Researchers discover immune cell that kills cancer cells
Based on inputs by Prerna Mahrotra Gupta
A new type of immune cell that kills most cancers was discovered by researchers at Cardiff University’s School of Medicine. The team has published the findings in the journal – Nature Immunology.
The lead author of the study and Cardiff expert, Professor Andrew Sewell, called the discovery “highly unusual” and indicated that it could be developed into a universal, broad-based therapy. “This was a serendipitous finding, nobody knew this cell existed,” Sewell told.
The discovery is special as the cell was found to work on most human cancers, such as including lung, skin, blood, colon, breast, bone, prostate, ovarian, kidney and cervical cancer – something no present therapies (CAR-T and TCR-T) can claim, the paper reported.

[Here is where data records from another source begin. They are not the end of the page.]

use async_trait::async_trait;
use chrono::{DateTime, Utc};
use sqlx::Row;
use uuid::Uuid;

use crate::{
    adapters::persistence::{parse_json_column, PostgresPersistence},
    app_error::{AppError, AppResult},
    application::use_cases::orders::{NewOrder, OrderRepo},
    domain::entities::{
        order::{Order, OrderItem, OrderStatus, PaymentLink},
        payment_intent::Actor,
    },
};

const SELECT_COLS: &str = r#"
    id, user_id, session_id, provider_id, items, total_cents,
    payment_gateway, payment_intent_id, payment_paid_at,
    status, cancel_reason, expires_at, created_at
"#;

fn row_to_order(row: &sqlx::postgres::PgRow) -> AppResult<Order> {
    let id: Uuid = row.get("id");
    let actor = Actor::from_columns(row.get("user_id"), row.get("session_id"))
        .ok_or_else(|| AppError::Database(format!("order {} has inconsistent actor columns", id)))?;
    let items: Vec<OrderItem> = parse_json_column(
        &row.get::<serde_json::Value, _>("items"),
        "items",
        "order",
        &id.to_string(),
    );

    Ok(Order {
        id,
        actor,
        provider_id: row.get("provider_id"),
        items,
        total_cents: row.get("total_cents"),
        payment: PaymentLink {
            gateway: row.get("payment_gateway"),
            payment_intent_id: row.get("payment_intent_id"),
            paid_at: row.get("payment_paid_at"),
        },
        status: row.get("status"),
        cancel_reason: row.get("cancel_reason"),
        expires_at: row.get("expires_at"),
        created_at: row.get("created_at"),
    })
}

#[async_trait]
impl OrderRepo for PostgresPersistence {
    async fn create(&self, input: &NewOrder) -> AppResult<Order> {
        let id = Uuid::new_v4();
        let items = serde_json::to_value(&input.items)
            .map_err(|e| AppError::Internal(format!("order items serialization: {}", e)))?;

        // ON CONFLICT on the unique payment-intent linkage: a replayed
        // create returns the already-existing order instead of a second
        // fulfillment.
        let row = sqlx::query(&format!(
            r#"
            INSERT INTO orders
                (id, user_id, session_id, provider_id, items, total_cents,
                 payment_gateway, payment_intent_id, payment_paid_at, status, expires_at)
            VALUES ($1, $2, $3, $4, $5, $6, $7, $8, $9, 'pending',
                    CURRENT_TIMESTAMP + make_interval(mins => $10))
            ON CONFLICT (payment_intent_id) DO NOTHING
            RETURNING {}
            "#,
            SELECT_COLS
        ))
        .bind(id)
        .bind(input.actor.user_id())
        .bind(input.actor.session_id())
        .bind(input.provider_id)
        .bind(items)
        .bind(input.total_cents)
        .bind(input.payment.gateway)
        .bind(input.payment.payment_intent_id)
        .bind(input.payment.paid_at)
        .bind(crate::domain::entities::order::ORDER_EXPIRY_MINUTES as i32)
        .fetch_optional(self.pool())
        .await
        .map_err(AppError::from)?;

        match row {
            Some(row) => row_to_order(&row),
            None => self
                .get_by_payment_intent(input.payment.payment_intent_id)
                .await?
                .ok_or_else(|| {
                    AppError::Database("order insert conflicted but no existing row found".into())
                }),
        }
    }

    async fn get(&self, id: Uuid) -> AppResult<Option<Order>> {
        let row = sqlx::query(&format!("SELECT {} FROM orders WHERE id = $1", SELECT_COLS))
            .bind(id)
            .fetch_optional(self.pool())
            .await
            .map_err(AppError::from)?;
        row.as_ref().map(row_to_order).transpose()
    }

    async fn get_by_payment_intent(&self, intent_id: Uuid) -> AppResult<Option<Order>> {
        let row = sqlx::query(&format!(
            "SELECT {} FROM orders WHERE payment_intent_id = $1",
            SELECT_COLS
        ))
        .bind(intent_id)
        .fetch_optional(self.pool())
        .await
        .map_err(AppError::from)?;
        row.as_ref().map(row_to_order).transpose()
    }

    async fn list_by_provider(&self, provider_id: Uuid) -> AppResult<Vec<Order>> {
        let rows = sqlx::query(&format!(
            "SELECT {} FROM orders WHERE provider_id = $1 ORDER BY created_at DESC",
            SELECT_COLS
        ))
        .bind(provider_id)
        .fetch_all(self.pool())
        .await
        .map_err(AppError::from)?;
        rows.iter().map(row_to_order).collect()
    }

    async fn sweep_expired(&self, provider_id: Uuid, now: DateTime<Utc>) -> AppResult<u64> {
        let result = sqlx::query(
            r#"
            UPDATE orders
            SET status = 'ignored'
            WHERE provider_id = $1 AND status = 'pending' AND expires_at < $2
            "#,
        )
        .bind(provider_id)
        .bind(now)
        .execute(self.pool())
        .await
        .map_err(AppError::from)?;
        Ok(result.rows_affected())
    }

    async fn update_status(
        &self,
        id: Uuid,
        status: OrderStatus,
        cancel_reason: Option<&str>,
    ) -> AppResult<Option<Order>> {
        let row = sqlx::query(&format!(
            r#"
            UPDATE orders
            SET status = $2, cancel_reason = COALESCE($3, cancel_reason)
            WHERE id = $1 AND status = 'pending'
            RETURNING {}
            "#,
            SELECT_COLS
        ))
        .bind(id)
        .bind(status)
        .bind(cancel_reason)
        .fetch_optional(self.pool())
        .await
        .map_err(AppError::from)?;
        row.as_ref().map(row_to_order).transpose()
    }
}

The accidental discovery was made when the scientists were analysing blood samples for immune cells that could fight bacteria. They instead discovered the T-cell, a never-before-seen receptor that only latches on to cancerous cells, ignoring healthy ones.

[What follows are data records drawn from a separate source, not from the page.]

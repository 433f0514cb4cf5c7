use async_trait::async_trait;
use chrono::{DateTime, Utc};
use std::sync::Arc;
use uuid::Uuid;

use crate::{
    app_error::{AppError, AppResult},
    domain::entities::{
        cart::Cart,
        order::{Order, OrderItem, OrderStatus, PaymentLink},
        payment_intent::Actor,
    },
};

// ============================================================================
// Repository Traits
// ============================================================================

#[async_trait]
pub trait CartRepo: Send + Sync {
    async fn get_for_actor(&self, actor: &Actor) -> AppResult<Option<Cart>>;
    async fn clear_for_actor(&self, actor: &Actor) -> AppResult<()>;
}

#[derive(Debug, Clone)]
pub struct NewOrder {
    pub actor: Actor,
    pub provider_id: Uuid,
    pub items: Vec<OrderItem>,
    pub total_cents: i64,
    pub payment: PaymentLink,
}

#[async_trait]
pub trait OrderRepo: Send + Sync {
    /// Create an order. The payment-intent linkage is unique; a replayed
    /// create for the same intent returns the existing order instead of a
    /// second one.
    async fn create(&self, input: &NewOrder) -> AppResult<Order>;
    async fn get(&self, id: Uuid) -> AppResult<Option<Order>>;
    async fn get_by_payment_intent(&self, intent_id: Uuid) -> AppResult<Option<Order>>;
    async fn list_by_provider(&self, provider_id: Uuid) -> AppResult<Vec<Order>>;
    /// Move expired pending orders to `ignored`; returns how many.
    async fn sweep_expired(&self, provider_id: Uuid, now: DateTime<Utc>) -> AppResult<u64>;
    /// Conditional status update, only out of `pending`. Returns the
    /// updated order or `None` if the order was already processed.
    async fn update_status(
        &self,
        id: Uuid,
        status: OrderStatus,
        cancel_reason: Option<&str>,
    ) -> AppResult<Option<Order>>;
}

// ============================================================================
// Use Cases
// ============================================================================

#[derive(Clone)]
pub struct OrderUseCases {
    orders: Arc<dyn OrderRepo>,
}

impl OrderUseCases {
    pub fn new(orders: Arc<dyn OrderRepo>) -> Self {
        Self { orders }
    }

    /// Orders for a provider's dashboard. Pending orders past their
    /// pickup window are swept to `ignored` first.
    pub async fn provider_orders(&self, provider_id: Uuid) -> AppResult<Vec<Order>> {
        let swept = self.orders.sweep_expired(provider_id, Utc::now()).await?;
        if swept > 0 {
            tracing::info!(provider_id = %provider_id, swept, "Expired pending orders ignored");
        }
        self.orders.list_by_provider(provider_id).await
    }

    /// Provider moves a pending order forward. Cancelling requires a
    /// reason; any terminal order rejects further updates.
    pub async fn set_status(
        &self,
        order_id: Uuid,
        status: OrderStatus,
        reason: Option<String>,
    ) -> AppResult<Order> {
        if !status.is_provider_settable() {
            return Err(AppError::Validation(format!(
                "cannot set order status to {}",
                status
            )));
        }
        if status == OrderStatus::Cancelled && reason.as_deref().unwrap_or("").trim().is_empty() {
            return Err(AppError::Validation(
                "reason required when cancelling".into(),
            ));
        }

        match self
            .orders
            .update_status(order_id, status, reason.as_deref())
            .await?
        {
            Some(order) => Ok(order),
            None => match self.orders.get(order_id).await? {
                Some(_) => Err(AppError::Conflict("order already processed".into())),
                None => Err(AppError::NotFound),
            },
        }
    }
}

Also, Sewell did not dismiss the idea that lots of people could have the cancer-immune cells or that most people have the cell, but the “receptor has not activated yet”.
How does it work?
Testing on mice, so far, have yielded encouraging results, and Sewell added that the ‘right people’ are interested in developing the new therapy, which means progress would be “quite fast”. They expect human trials on terminally ill patients as early as November 2020, once it passes laboratory safety testing.